### Saved data entries
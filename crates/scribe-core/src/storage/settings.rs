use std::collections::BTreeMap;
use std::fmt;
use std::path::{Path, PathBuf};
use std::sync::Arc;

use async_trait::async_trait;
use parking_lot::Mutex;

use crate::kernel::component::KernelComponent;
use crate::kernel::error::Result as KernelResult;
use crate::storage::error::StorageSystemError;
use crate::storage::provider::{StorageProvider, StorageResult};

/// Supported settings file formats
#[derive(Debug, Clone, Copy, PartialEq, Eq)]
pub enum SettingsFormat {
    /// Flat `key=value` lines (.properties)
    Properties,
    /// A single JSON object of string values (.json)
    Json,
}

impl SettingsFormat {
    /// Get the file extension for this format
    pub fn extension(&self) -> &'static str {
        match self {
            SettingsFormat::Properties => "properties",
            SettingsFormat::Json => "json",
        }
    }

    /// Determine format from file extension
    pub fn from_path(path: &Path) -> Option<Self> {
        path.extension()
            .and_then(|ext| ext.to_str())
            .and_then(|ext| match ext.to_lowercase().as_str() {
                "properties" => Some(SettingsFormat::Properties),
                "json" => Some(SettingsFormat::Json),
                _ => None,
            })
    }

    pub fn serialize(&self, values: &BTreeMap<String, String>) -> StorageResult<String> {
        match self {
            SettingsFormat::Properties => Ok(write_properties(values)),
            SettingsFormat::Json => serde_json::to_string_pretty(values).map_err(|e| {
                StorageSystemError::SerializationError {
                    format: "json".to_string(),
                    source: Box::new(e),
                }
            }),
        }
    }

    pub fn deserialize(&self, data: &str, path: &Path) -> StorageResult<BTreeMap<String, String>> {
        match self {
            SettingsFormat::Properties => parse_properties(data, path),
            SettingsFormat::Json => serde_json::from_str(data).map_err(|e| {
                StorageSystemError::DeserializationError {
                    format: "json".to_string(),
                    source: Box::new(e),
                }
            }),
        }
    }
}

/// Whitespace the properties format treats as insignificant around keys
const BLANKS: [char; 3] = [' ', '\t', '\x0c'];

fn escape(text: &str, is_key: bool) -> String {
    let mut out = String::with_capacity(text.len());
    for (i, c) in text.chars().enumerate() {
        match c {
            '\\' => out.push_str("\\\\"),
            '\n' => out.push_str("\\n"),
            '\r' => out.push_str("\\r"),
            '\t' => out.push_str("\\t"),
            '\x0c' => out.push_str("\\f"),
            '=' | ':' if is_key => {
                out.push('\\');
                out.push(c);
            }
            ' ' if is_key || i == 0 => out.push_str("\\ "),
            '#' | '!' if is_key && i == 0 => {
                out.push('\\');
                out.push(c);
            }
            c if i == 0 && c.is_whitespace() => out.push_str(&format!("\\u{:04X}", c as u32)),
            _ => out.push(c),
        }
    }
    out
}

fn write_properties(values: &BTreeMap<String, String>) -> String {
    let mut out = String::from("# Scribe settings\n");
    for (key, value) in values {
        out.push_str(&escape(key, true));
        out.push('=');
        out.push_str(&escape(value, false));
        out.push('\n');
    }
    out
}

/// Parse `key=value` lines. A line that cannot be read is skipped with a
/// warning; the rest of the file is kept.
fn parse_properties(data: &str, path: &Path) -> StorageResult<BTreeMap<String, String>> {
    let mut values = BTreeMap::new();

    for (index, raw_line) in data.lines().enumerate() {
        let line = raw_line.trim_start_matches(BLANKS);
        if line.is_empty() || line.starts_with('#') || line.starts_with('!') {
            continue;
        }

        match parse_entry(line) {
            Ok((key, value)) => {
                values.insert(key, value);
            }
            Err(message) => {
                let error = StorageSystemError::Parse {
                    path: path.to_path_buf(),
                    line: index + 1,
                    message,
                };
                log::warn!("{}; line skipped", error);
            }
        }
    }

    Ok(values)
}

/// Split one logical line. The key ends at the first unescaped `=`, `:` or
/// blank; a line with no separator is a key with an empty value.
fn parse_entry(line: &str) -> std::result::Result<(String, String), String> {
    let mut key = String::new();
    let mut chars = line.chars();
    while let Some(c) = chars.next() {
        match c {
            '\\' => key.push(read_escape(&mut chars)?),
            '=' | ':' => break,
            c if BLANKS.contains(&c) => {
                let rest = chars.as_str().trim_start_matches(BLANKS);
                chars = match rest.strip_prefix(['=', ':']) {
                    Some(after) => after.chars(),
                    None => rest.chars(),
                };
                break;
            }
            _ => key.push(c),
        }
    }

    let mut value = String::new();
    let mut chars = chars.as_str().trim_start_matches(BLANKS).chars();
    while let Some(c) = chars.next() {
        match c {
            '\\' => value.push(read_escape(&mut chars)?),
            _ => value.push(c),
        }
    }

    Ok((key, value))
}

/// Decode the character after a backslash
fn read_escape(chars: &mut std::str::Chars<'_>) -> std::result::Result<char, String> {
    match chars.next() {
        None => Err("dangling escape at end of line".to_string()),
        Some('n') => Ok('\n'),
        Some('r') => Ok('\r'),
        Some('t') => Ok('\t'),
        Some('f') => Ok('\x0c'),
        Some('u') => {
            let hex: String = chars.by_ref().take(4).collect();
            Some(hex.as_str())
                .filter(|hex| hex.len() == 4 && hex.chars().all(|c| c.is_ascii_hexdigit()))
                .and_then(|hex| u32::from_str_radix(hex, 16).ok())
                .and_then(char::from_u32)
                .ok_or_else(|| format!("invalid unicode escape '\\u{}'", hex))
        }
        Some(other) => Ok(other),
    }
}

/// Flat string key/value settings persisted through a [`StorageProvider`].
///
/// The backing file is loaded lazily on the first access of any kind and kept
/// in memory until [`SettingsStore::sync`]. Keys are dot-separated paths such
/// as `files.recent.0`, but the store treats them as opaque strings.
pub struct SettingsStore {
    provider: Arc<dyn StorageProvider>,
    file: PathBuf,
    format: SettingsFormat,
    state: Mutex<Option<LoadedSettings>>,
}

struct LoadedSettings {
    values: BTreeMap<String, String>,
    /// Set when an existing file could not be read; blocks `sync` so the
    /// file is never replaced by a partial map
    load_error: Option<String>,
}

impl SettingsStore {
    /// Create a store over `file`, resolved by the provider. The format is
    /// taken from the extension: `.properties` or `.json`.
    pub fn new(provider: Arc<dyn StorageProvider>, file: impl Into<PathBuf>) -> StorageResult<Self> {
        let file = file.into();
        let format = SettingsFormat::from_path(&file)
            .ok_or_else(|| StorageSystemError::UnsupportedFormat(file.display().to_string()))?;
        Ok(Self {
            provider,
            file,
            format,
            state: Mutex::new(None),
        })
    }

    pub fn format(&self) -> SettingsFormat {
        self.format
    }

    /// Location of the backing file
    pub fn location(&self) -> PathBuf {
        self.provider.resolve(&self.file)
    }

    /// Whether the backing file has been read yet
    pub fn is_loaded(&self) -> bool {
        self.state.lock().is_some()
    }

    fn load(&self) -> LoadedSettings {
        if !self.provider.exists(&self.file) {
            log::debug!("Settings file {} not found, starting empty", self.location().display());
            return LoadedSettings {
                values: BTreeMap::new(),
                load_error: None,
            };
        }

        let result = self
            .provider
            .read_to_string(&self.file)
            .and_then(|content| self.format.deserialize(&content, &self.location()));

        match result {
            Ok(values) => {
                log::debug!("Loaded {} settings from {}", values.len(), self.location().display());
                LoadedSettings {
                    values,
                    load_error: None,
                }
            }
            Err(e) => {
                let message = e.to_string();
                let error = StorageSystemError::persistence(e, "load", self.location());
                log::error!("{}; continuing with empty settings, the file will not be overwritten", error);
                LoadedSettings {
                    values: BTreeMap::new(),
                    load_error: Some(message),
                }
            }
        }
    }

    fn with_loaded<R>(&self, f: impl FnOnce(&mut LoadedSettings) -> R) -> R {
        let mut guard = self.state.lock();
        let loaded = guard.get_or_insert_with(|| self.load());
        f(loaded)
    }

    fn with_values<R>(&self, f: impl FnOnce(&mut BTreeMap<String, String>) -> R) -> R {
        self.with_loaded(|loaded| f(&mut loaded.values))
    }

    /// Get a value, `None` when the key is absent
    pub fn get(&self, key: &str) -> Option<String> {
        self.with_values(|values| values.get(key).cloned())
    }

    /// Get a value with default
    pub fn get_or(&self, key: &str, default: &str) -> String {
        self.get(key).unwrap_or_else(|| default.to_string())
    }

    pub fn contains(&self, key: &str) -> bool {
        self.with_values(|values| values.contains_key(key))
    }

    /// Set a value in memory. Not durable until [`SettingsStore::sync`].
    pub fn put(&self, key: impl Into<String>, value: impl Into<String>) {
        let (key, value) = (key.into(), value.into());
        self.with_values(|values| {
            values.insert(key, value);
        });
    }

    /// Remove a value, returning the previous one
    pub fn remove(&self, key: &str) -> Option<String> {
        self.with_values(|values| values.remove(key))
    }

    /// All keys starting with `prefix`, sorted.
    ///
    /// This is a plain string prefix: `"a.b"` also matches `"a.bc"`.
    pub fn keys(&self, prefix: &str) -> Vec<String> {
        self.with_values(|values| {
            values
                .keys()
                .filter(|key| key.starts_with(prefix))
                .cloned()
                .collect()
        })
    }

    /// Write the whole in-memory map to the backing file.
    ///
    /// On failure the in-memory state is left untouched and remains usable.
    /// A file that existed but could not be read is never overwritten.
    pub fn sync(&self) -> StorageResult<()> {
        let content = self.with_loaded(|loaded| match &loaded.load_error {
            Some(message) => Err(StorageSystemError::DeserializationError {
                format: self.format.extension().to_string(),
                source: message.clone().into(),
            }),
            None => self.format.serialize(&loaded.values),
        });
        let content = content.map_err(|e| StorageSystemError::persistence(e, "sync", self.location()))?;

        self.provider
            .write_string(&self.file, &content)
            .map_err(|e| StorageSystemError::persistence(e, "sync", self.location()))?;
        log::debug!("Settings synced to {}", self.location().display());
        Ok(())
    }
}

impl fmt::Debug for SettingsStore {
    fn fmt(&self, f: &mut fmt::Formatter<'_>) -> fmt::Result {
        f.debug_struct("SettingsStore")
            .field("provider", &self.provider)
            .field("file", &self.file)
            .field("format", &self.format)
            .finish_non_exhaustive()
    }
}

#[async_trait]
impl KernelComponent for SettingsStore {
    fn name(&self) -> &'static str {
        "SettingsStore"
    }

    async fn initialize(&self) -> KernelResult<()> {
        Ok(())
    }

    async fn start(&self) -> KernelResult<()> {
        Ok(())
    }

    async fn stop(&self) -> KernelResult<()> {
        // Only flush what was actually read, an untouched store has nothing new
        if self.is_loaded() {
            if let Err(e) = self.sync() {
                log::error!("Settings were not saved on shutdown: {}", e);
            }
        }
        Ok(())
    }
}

### WHAT TO WORK ON
Go through the records above and copy every line with the word "static".

### EXERCISE RESULT
    pub fn extension(&self) -> &'static str {
    fn name(&self) -> &'static str {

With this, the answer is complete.